▶ [TASK GOAL]: Below are the records; copy out every line that holds the word "DuplicateName".

Collected data:
----------
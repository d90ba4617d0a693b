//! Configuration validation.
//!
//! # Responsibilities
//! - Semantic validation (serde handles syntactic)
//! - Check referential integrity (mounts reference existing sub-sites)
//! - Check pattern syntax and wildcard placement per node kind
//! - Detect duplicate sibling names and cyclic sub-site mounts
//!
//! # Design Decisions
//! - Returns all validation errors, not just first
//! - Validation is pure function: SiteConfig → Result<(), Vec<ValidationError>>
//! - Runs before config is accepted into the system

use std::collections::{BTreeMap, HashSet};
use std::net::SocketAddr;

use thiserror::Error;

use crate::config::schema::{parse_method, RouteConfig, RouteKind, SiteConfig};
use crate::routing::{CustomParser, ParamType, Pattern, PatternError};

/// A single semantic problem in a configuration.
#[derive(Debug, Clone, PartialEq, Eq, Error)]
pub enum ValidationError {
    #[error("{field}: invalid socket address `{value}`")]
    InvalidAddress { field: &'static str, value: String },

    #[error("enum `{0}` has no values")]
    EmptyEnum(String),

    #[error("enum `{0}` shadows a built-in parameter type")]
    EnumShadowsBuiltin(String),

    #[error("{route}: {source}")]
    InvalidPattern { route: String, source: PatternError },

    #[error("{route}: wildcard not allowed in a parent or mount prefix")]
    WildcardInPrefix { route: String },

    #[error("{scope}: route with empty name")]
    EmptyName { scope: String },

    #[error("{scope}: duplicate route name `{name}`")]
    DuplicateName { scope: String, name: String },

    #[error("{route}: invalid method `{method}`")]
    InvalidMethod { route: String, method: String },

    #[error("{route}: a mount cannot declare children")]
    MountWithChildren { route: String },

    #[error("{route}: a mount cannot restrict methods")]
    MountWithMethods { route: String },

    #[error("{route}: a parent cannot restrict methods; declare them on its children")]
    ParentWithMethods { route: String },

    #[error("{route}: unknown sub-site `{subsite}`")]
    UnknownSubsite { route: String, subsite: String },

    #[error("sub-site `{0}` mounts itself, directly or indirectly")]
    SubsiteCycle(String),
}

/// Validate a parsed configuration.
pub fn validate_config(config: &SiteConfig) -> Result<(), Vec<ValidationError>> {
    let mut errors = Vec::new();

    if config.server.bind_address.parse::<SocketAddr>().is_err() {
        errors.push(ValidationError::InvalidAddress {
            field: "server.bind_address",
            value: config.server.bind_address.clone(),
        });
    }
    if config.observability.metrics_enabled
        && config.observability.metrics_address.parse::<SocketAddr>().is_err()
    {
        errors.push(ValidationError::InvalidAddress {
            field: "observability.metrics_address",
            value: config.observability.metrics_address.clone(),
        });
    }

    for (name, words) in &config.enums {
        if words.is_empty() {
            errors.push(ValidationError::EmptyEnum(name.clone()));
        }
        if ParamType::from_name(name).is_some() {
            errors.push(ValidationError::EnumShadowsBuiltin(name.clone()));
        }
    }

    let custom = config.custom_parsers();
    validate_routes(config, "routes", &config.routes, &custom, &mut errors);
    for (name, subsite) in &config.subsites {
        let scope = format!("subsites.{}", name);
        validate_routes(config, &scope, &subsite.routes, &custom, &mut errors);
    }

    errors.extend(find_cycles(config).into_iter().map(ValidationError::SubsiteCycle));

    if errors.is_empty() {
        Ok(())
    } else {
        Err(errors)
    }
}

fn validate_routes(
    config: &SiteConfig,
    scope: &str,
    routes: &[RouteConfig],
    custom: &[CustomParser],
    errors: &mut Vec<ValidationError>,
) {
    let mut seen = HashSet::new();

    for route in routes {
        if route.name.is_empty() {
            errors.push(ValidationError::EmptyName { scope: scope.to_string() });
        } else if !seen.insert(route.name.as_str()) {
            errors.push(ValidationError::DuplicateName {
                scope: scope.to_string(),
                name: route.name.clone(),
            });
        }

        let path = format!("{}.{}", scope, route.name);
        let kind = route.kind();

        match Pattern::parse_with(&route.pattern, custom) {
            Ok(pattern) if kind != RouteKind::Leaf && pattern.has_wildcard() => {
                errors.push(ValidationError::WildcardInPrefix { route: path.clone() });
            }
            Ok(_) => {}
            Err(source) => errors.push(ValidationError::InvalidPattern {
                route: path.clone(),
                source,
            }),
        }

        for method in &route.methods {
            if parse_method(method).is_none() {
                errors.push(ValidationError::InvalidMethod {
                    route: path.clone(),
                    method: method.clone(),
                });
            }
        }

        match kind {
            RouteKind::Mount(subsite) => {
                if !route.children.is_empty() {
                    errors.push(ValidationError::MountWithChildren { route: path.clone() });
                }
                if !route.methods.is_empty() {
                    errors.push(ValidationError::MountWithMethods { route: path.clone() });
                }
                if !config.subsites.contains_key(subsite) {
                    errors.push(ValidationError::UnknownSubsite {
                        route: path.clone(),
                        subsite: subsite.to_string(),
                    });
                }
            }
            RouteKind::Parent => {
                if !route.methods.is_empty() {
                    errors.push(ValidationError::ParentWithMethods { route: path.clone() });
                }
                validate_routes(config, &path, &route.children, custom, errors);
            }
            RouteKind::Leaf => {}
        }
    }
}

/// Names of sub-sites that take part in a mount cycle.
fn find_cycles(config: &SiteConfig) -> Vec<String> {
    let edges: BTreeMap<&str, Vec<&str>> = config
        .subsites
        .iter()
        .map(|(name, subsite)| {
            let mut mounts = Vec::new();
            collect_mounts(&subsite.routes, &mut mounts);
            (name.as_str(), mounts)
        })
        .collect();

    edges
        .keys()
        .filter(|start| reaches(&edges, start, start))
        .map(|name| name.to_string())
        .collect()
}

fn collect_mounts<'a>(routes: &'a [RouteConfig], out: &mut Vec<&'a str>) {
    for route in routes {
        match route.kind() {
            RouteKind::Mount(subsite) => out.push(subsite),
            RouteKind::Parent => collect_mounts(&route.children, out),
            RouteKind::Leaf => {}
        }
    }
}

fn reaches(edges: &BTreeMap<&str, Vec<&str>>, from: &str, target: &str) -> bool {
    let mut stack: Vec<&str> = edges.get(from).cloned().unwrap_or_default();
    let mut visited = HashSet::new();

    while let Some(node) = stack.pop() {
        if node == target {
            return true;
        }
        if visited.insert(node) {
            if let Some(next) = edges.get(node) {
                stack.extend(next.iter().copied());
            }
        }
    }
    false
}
----------
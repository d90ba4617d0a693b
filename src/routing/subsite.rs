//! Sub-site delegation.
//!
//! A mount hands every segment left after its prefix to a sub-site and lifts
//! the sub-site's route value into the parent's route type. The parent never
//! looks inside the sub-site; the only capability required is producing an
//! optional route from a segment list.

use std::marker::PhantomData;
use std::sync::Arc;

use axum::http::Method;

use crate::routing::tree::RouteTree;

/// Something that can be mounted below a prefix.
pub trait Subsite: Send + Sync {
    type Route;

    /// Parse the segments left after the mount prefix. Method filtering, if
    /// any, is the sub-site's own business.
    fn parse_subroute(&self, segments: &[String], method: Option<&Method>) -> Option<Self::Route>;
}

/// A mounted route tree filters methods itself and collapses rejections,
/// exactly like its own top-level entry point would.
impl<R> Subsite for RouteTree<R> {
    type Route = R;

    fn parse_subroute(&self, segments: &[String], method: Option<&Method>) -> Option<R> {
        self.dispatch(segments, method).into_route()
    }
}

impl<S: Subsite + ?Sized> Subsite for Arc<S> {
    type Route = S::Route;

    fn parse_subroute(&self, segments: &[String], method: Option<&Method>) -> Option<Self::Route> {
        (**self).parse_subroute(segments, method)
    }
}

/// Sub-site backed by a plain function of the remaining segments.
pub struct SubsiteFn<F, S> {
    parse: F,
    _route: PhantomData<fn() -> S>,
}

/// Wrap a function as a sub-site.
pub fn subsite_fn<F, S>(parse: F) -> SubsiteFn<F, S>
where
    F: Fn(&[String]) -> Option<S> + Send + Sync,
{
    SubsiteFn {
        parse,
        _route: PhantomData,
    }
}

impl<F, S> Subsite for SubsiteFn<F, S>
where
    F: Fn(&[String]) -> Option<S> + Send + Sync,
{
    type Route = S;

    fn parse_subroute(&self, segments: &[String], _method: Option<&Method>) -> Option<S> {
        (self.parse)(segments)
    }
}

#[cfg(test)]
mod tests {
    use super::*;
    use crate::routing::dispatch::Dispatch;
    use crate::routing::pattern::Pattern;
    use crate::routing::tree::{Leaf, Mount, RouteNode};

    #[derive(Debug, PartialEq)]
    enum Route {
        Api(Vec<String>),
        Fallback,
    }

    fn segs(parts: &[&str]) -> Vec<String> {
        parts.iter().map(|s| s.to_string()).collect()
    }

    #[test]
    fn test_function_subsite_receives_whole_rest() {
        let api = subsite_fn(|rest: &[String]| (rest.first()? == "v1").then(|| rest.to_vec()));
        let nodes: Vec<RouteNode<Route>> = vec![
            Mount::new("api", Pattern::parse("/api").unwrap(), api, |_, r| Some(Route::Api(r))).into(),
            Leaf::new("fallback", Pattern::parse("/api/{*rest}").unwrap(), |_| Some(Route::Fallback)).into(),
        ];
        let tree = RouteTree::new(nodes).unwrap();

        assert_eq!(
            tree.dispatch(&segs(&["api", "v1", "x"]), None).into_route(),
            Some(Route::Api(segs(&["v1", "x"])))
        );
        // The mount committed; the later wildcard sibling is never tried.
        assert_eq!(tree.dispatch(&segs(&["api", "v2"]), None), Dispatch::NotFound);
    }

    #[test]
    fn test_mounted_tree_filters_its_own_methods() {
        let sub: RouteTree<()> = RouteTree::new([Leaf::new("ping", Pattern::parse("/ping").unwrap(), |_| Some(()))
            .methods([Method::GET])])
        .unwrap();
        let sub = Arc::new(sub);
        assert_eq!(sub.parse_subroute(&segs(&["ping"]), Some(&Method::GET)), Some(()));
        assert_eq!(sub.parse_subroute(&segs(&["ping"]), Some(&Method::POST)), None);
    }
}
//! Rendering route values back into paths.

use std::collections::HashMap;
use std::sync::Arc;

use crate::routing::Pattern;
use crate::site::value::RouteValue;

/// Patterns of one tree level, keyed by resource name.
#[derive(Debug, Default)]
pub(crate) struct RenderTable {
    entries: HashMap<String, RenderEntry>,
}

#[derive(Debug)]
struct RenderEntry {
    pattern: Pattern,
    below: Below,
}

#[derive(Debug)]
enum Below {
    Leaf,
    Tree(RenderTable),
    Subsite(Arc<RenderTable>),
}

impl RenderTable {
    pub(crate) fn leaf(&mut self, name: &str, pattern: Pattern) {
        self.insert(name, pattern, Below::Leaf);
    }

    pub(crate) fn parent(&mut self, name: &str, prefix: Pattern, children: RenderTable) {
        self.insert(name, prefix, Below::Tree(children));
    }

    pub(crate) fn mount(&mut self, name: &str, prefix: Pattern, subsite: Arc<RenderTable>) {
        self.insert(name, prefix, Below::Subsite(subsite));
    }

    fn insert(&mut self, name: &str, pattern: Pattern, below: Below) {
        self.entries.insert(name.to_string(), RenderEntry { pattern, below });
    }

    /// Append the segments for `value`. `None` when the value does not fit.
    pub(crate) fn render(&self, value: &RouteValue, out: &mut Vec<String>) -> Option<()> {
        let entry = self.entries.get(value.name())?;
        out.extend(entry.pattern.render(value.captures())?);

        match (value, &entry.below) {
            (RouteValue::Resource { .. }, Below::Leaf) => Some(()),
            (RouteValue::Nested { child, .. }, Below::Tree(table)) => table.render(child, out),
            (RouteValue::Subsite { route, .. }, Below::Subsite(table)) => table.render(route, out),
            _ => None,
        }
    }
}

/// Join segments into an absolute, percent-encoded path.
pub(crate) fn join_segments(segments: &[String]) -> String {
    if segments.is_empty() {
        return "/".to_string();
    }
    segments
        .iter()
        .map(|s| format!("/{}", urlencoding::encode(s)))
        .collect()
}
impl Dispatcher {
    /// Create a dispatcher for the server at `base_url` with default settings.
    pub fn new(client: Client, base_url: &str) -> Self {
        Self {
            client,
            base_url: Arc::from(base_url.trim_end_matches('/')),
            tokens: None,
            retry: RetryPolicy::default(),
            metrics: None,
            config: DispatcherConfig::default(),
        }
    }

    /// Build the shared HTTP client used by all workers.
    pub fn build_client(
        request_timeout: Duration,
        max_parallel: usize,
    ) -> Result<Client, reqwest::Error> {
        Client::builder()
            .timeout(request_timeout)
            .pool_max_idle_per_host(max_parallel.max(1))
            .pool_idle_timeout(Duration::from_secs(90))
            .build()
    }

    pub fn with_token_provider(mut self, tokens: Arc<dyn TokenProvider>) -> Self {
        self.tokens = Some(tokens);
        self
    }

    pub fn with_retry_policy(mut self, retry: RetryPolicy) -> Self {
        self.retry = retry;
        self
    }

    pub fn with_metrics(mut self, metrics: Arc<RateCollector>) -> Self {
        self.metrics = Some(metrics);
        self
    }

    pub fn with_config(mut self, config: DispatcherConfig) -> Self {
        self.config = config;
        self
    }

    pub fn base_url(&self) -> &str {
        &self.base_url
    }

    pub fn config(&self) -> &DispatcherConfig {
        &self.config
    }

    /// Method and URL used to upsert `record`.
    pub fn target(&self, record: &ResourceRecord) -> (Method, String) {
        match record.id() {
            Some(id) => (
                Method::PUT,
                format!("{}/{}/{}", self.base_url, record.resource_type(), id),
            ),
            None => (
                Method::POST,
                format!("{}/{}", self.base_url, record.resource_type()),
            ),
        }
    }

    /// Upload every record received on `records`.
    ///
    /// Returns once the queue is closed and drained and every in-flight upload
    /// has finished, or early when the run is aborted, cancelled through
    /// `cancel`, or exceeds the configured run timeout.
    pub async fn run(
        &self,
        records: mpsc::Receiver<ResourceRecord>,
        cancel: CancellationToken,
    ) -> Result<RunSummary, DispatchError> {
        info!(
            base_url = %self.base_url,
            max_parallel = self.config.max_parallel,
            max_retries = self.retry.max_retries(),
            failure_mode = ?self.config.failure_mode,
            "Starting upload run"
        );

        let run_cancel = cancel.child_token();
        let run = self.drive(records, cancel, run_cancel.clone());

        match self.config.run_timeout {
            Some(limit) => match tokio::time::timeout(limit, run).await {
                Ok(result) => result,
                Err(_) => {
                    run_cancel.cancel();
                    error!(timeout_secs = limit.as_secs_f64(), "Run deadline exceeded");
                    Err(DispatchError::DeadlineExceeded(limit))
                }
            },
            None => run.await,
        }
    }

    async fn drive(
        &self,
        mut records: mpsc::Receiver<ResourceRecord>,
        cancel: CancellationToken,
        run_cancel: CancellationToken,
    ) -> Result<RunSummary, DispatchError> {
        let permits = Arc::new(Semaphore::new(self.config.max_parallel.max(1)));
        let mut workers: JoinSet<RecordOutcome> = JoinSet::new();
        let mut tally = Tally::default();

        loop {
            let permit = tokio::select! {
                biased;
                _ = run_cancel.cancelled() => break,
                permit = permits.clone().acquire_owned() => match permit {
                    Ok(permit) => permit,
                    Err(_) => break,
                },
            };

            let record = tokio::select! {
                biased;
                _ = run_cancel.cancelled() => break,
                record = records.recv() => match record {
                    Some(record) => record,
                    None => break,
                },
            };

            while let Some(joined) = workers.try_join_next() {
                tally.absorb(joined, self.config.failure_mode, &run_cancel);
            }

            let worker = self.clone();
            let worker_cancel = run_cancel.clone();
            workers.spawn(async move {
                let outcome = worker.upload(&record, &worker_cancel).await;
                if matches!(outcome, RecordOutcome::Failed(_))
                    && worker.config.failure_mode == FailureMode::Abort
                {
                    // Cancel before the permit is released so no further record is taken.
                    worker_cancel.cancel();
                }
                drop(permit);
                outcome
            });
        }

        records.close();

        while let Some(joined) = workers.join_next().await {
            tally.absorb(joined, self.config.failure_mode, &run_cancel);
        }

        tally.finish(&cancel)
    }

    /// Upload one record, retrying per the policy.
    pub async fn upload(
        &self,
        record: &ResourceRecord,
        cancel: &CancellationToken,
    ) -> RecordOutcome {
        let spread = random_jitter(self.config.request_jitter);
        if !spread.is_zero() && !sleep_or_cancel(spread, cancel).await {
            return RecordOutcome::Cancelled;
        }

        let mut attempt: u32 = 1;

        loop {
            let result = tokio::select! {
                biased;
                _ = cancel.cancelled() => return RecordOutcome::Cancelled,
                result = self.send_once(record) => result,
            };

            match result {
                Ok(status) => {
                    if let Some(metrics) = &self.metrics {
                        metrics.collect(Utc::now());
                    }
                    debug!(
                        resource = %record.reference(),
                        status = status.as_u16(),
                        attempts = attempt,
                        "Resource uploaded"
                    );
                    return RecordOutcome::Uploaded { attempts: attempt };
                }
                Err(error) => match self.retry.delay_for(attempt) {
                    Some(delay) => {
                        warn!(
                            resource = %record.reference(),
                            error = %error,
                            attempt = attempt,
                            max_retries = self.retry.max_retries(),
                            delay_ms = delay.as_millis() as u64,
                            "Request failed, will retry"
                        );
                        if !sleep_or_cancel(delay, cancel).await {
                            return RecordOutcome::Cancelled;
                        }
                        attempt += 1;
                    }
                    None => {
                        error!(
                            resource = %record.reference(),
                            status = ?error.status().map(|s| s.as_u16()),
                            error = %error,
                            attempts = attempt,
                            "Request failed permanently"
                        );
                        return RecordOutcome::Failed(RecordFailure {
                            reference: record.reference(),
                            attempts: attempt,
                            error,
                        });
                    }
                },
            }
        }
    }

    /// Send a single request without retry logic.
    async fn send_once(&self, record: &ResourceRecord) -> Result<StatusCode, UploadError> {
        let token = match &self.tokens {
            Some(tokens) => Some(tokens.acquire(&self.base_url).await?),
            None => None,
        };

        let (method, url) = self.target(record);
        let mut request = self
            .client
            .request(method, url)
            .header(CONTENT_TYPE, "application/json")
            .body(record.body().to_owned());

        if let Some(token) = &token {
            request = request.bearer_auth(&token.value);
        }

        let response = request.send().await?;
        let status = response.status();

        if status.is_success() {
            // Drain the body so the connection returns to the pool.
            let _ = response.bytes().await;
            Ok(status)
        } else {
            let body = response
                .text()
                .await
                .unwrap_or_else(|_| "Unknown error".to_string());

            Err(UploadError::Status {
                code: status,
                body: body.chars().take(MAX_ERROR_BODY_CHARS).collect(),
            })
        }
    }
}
----------
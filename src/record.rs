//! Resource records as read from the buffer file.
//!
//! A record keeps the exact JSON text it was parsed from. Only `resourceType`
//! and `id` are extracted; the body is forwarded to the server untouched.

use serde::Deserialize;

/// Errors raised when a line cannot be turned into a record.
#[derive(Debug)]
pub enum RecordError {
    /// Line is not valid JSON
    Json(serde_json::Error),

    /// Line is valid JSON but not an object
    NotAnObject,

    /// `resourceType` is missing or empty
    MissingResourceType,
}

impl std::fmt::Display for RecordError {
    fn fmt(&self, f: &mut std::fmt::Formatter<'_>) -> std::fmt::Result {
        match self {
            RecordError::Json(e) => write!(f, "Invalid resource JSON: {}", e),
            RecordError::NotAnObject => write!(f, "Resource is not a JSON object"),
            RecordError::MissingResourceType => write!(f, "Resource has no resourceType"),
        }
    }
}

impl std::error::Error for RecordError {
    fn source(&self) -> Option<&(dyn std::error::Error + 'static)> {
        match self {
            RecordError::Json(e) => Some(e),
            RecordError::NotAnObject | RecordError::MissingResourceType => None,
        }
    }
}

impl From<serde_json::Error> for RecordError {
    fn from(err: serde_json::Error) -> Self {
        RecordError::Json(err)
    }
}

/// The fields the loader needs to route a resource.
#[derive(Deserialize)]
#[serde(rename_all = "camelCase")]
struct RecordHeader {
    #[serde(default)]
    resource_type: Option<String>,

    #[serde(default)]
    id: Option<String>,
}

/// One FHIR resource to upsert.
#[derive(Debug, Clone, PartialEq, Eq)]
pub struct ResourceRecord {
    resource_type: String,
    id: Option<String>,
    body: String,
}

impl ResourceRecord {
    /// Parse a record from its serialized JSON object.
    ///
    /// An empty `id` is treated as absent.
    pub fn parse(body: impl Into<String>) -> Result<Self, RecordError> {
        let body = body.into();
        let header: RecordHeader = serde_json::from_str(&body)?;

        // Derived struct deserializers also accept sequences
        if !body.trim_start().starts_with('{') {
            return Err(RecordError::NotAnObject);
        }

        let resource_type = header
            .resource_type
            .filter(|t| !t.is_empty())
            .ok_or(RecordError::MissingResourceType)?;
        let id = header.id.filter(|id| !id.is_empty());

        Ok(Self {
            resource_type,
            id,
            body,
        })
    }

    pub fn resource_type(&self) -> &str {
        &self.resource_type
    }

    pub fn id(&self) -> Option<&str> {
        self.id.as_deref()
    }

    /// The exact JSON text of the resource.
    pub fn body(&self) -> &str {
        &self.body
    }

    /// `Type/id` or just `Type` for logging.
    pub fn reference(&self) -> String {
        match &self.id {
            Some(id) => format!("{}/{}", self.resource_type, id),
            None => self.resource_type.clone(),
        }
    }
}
----------
▶ [EXERCISE RESULT]:
    DuplicateName { scope: String, name: String },
            errors.push(ValidationError::DuplicateName {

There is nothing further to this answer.